§ **Problem**
Do any lines in the data below contain "Mark"? If so, copy every one of them.

§ **Supplied information**
====================
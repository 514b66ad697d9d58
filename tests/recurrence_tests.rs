use chrono::{Duration, NaiveDate, TimeZone, Utc};
use streakust::models::{NewTask, Recurrence, RepeatType, Task};
use streakust::recurrence::{is_due_today, next_due_dates};

fn d(y: i32, m: u32, day: u32) -> NaiveDate {
    NaiveDate::from_ymd_opt(y, m, day).unwrap()
}

fn task(repeat: RepeatType, every: u32, days: &[u8], start: NaiveDate) -> Task {
    let recurrence = Recurrence::from_parts(repeat, every, days).unwrap();
    NewTask::new("Test", recurrence, start).into_task(1, Utc.with_ymd_and_hms(2024, 1, 1, 0, 0, 0).unwrap())
}

#[test]
fn test_daily_every_day_is_always_due() {
    let start = d(2024, 1, 1);
    let t = task(RepeatType::Daily, 1, &[], start);
    for offset in 0..400 {
        assert!(is_due_today(&t, start + Duration::days(offset)), "offset {}", offset);
    }
}

#[test]
fn test_daily_every_three_days() {
    let t = task(RepeatType::Daily, 3, &[], d(2024, 1, 1));
    assert!(is_due_today(&t, d(2024, 1, 1)));
    assert!(!is_due_today(&t, d(2024, 1, 2)));
    assert!(!is_due_today(&t, d(2024, 1, 3)));
    assert!(is_due_today(&t, d(2024, 1, 4)));
    // Crosses a leap day: 2024-01-01 + 60 days
    assert!(is_due_today(&t, d(2024, 3, 1)));
}

#[test]
fn test_not_due_before_start() {
    let t = task(RepeatType::Daily, 1, &[], d(2024, 1, 10));
    assert!(!is_due_today(&t, d(2024, 1, 9)));
    assert!(is_due_today(&t, d(2024, 1, 10)));
}

#[test]
fn test_archived_task_is_never_due() {
    let mut t = task(RepeatType::Daily, 1, &[], d(2024, 1, 1));
    t.is_archived = true;
    assert!(!is_due_today(&t, d(2024, 1, 1)));
    assert!(!is_due_today(&t, d(2024, 6, 1)));
}

#[test]
fn test_weekly_every_other_week_without_days() {
    // 2024-01-01 is a Monday
    let t = task(RepeatType::Weekly, 2, &[], d(2024, 1, 1));
    assert!(is_due_today(&t, d(2024, 1, 1)));
    assert!(!is_due_today(&t, d(2024, 1, 8)));
    assert!(is_due_today(&t, d(2024, 1, 15)));
    // Any weekday of a matching week
    assert!(is_due_today(&t, d(2024, 1, 4)));
    assert!(!is_due_today(&t, d(2024, 1, 10)));
}

#[test]
fn test_weekly_on_mon_wed_fri() {
    let t = task(RepeatType::Weekly, 1, &[1, 3, 5], d(2024, 1, 1));
    assert!(is_due_today(&t, d(2024, 1, 3)));
    assert!(!is_due_today(&t, d(2024, 1, 4)));
    assert!(is_due_today(&t, d(2024, 1, 5)));
    assert!(!is_due_today(&t, d(2024, 1, 6)));
    assert!(!is_due_today(&t, d(2024, 1, 7)));
    assert!(is_due_today(&t, d(2024, 1, 8)));
}

#[test]
fn test_weekly_weeks_count_from_start_date() {
    // Starts on a Wednesday; the following Monday is still week 0.
    let t = task(RepeatType::Weekly, 2, &[1], d(2024, 1, 3));
    assert!(is_due_today(&t, d(2024, 1, 8)));
    assert!(!is_due_today(&t, d(2024, 1, 15)));
    assert!(is_due_today(&t, d(2024, 1, 22)));
}

#[test]
fn test_monthly_ignores_day_of_month() {
    let t = task(RepeatType::Monthly, 1, &[], d(2024, 1, 31));
    assert!(is_due_today(&t, d(2024, 2, 5)));
    assert!(is_due_today(&t, d(2024, 2, 29)));
    // Earlier day of the start month is before the start date
    assert!(!is_due_today(&t, d(2024, 1, 15)));
}

#[test]
fn test_monthly_every_two_months() {
    let t = task(RepeatType::Monthly, 2, &[], d(2024, 1, 31));
    assert!(!is_due_today(&t, d(2024, 2, 10)));
    assert!(is_due_today(&t, d(2024, 3, 1)));
    assert!(!is_due_today(&t, d(2024, 4, 30)));
}

#[test]
fn test_monthly_across_year_boundary() {
    let t = task(RepeatType::Monthly, 3, &[], d(2023, 11, 15));
    assert!(is_due_today(&t, d(2024, 2, 1)));
    assert!(!is_due_today(&t, d(2024, 1, 15)));
}

#[test]
fn test_yearly_every_two_years() {
    let t = task(RepeatType::Yearly, 2, &[], d(2020, 6, 15));
    assert!(is_due_today(&t, d(2020, 12, 31)));
    assert!(!is_due_today(&t, d(2021, 12, 31)));
    assert!(is_due_today(&t, d(2022, 1, 1)));
    assert!(!is_due_today(&t, d(2020, 5, 1)));
}

#[test]
fn test_next_due_dates_weekly() {
    let t = task(RepeatType::Weekly, 1, &[1, 3, 5], d(2024, 1, 1));
    let dates = next_due_dates(&t, d(2024, 1, 1), 4);
    assert_eq!(dates, vec![d(2024, 1, 1), d(2024, 1, 3), d(2024, 1, 5), d(2024, 1, 8)]);
}

#[test]
fn test_next_due_dates_start_in_future() {
    let t = task(RepeatType::Daily, 2, &[], d(2024, 1, 10));
    let dates = next_due_dates(&t, d(2024, 1, 1), 2);
    assert_eq!(dates, vec![d(2024, 1, 10), d(2024, 1, 12)]);
}

#[test]
fn test_next_due_dates_empty_cases() {
    let mut t = task(RepeatType::Daily, 1, &[], d(2024, 1, 1));
    assert!(next_due_dates(&t, d(2024, 1, 1), 0).is_empty());
    t.is_archived = true;
    assert!(next_due_dates(&t, d(2024, 1, 1), 5).is_empty());
}

#[test]
fn test_next_due_dates_stops_at_lookahead() {
    let t = task(RepeatType::Yearly, 10, &[], d(2024, 1, 1));
    // Only the rest of 2024 is within five years of the search start.
    let dates = next_due_dates(&t, d(2024, 12, 30), 5);
    assert_eq!(dates, vec![d(2024, 12, 30), d(2024, 12, 31)]);
}

#[test]
fn test_next_due_dates_near_end_of_calendar() {
    let from = NaiveDate::MAX - Duration::days(10);
    let t = task(RepeatType::Daily, 1, &[], d(2024, 1, 1));
    let dates = next_due_dates(&t, from, 3);
    assert_eq!(dates, vec![from, from + Duration::days(1), from + Duration::days(2)]);

    // Runs out of calendar instead of overflowing.
    let all = next_due_dates(&t, from, 100);
    assert!(all.len() >= 10 && all.len() <= 11);
    assert!(all.iter().all(|date| *date >= from));
}
//! # Streakust
//!
//! A terminal tracker for recurring tasks and the streaks you build on them.
//!
//! ## Usage
//!
//! ```bash
//! # Every day
//! streakust add "Stretch" --repeat daily
//!
//! # Mondays, Wednesdays and Fridays of every other week
//! streakust add "Gym" --repeat weekly --every 2 --days mon,wed,fri
//!
//! # What is due today
//! streakust due
//!
//! # Mark done / undo
//! streakust complete <ID>
//! streakust uncomplete <ID>
//!
//! # Daily housekeeping, e.g. from cron
//! streakust sweep
//!
//! # Best streaks
//! streakust leaderboard --limit 10
//! ```
//!
//! ## Data Storage
//!
//! Tasks are saved in your local data directory:
//! *   Linux: `~/.local/share/streakust/tasks.json`
//! *   macOS: `~/Library/Application Support/streakust/tasks.json`
//! *   Windows: `%APPDATA%\streakust\tasks.json`
//!
//! You can override this by setting the `STREAKS_DB` environment variable.
//! `--today YYYY-MM-DD` (or `STREAKS_TODAY`) replaces the system date.

use clap::{CommandFactory, Parser, Subcommand};
use clap_complete::{generate, Shell};
use std::io;
use streakust::clock::{Clock, FixedClock, SystemClock};
use streakust::commands::*;
use streakust::error::{exit_codes, Result};
use streakust::models::parse_date;
use streakust::storage::JsonTaskStore;
use tracing_subscriber::{fmt, prelude::*, EnvFilter};

#[derive(Parser)]
#[command(name = "streakust")]
#[command(about = "Recurring tasks and streaks", long_about = None)]
struct Cli {
    /// Use this date (YYYY-MM-DD) instead of the system date
    #[arg(long, global = true, env = "STREAKS_TODAY")]
    today: Option<String>,

    #[command(subcommand)]
    command: Commands,
}

#[derive(Subcommand)]
enum Commands {
    /// Add a new recurring task
    Add {
        /// Task name (quoted if it has spaces)
        name: String,
        /// Repeat type (daily, weekly, monthly, yearly)
        #[arg(short, long, default_value = "daily")]
        repeat: String,
        /// Repeat every N periods
        #[arg(short, long, default_value_t = 1)]
        every: u32,
        /// Weekdays for weekly tasks, e.g. mon,wed,fri or 1,3,5 (0 = Sunday)
        #[arg(short, long, value_delimiter = ',')]
        days: Vec<String>,
        /// Start date in YYYY-MM-DD (defaults to today)
        #[arg(short, long)]
        start: Option<String>,
        /// Owner identifier
        #[arg(short, long)]
        owner: Option<String>,
        /// Display position
        #[arg(short, long)]
        position: Option<u32>,
    },
    /// List tasks
    List {
        /// Include archived tasks
        #[arg(short, long)]
        all: bool,
    },
    /// List tasks due today
    Due,
    /// Mark a task as done for today
    Complete { id: u64 },
    /// Undo today's completion of a task
    Uncomplete { id: u64 },
    /// Archive a task
    Archive { id: u64 },
    /// Restore an archived task
    Unarchive { id: u64 },
    /// Reset the streak of a task
    ResetStreak { id: u64 },
    /// Remove a task
    Remove { id: u64 },
    /// Clear completions from previous days
    Sweep,
    /// Show the tasks with the best streaks
    Leaderboard {
        /// Number of tasks to show
        #[arg(short, long, default_value_t = 10)]
        limit: usize,
    },
    /// Show the next dates a task is due
    Upcoming {
        id: u64,
        /// Number of dates to show
        #[arg(short, long, default_value_t = 7)]
        count: usize,
    },
    /// Generate shell completions
    Completions {
        /// Shell to generate completions for
        shell: Shell,
    },
}

fn init_tracing() {
    // Opt-in via RUST_LOG.
    let filter = std::env::var("RUST_LOG")
        .ok()
        .and_then(|raw| EnvFilter::try_new(raw.trim()).ok())
        .unwrap_or_else(|| EnvFilter::new("off"));

    tracing_subscriber::registry()
        .with(fmt::layer().with_writer(io::stderr))
        .with(filter)
        .init();
}

fn run(cli: Cli) -> Result<()> {
    let today = match &cli.today {
        Some(s) => FixedClock(parse_date(s)?).today(),
        None => SystemClock.today(),
    };
    let repo = JsonTaskStore::from_env();

    match cli.command {
        Commands::Add { name, repeat, every, days, start, owner, position } => {
            let opts = AddOptions { name, repeat, every, days, start, owner, position };
            cmd_add(&repo, opts, today, false).map(|_| ())
        }
        Commands::List { all } => cmd_list(&repo, all, false, today),
        Commands::Due => cmd_list(&repo, false, true, today),
        Commands::Complete { id } => cmd_complete(&repo, id, today, false).map(|_| ()),
        Commands::Uncomplete { id } => cmd_uncomplete(&repo, id, today, false).map(|_| ()),
        Commands::Archive { id } => cmd_archive(&repo, id, false).map(|_| ()),
        Commands::Unarchive { id } => cmd_unarchive(&repo, id, false).map(|_| ()),
        Commands::ResetStreak { id } => cmd_reset_streak(&repo, id, false).map(|_| ()),
        Commands::Remove { id } => cmd_remove(&repo, id, false).map(|_| ()),
        Commands::Sweep => cmd_sweep(&repo, today, false).map(|_| ()),
        Commands::Leaderboard { limit } => cmd_leaderboard(&repo, limit).map(|_| ()),
        Commands::Upcoming { id, count } => cmd_upcoming(&repo, id, count, today).map(|_| ()),
        Commands::Completions { shell } => {
            let mut cmd = Cli::command();
            generate(shell, &mut cmd, "streakust", &mut io::stdout());
            Ok(())
        }
    }
}

fn main() {
    init_tracing();
    let cli = Cli::parse();
    let code = match run(cli) {
        Ok(()) => exit_codes::SUCCESS,
        Err(e) => {
            eprintln!("Error: {}", e);
            e.exit_code()
        }
    };
    std::process::exit(code);
}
====================
§ **Exercise result**
//! # Mark done / undo
    /// Mark a task as done for today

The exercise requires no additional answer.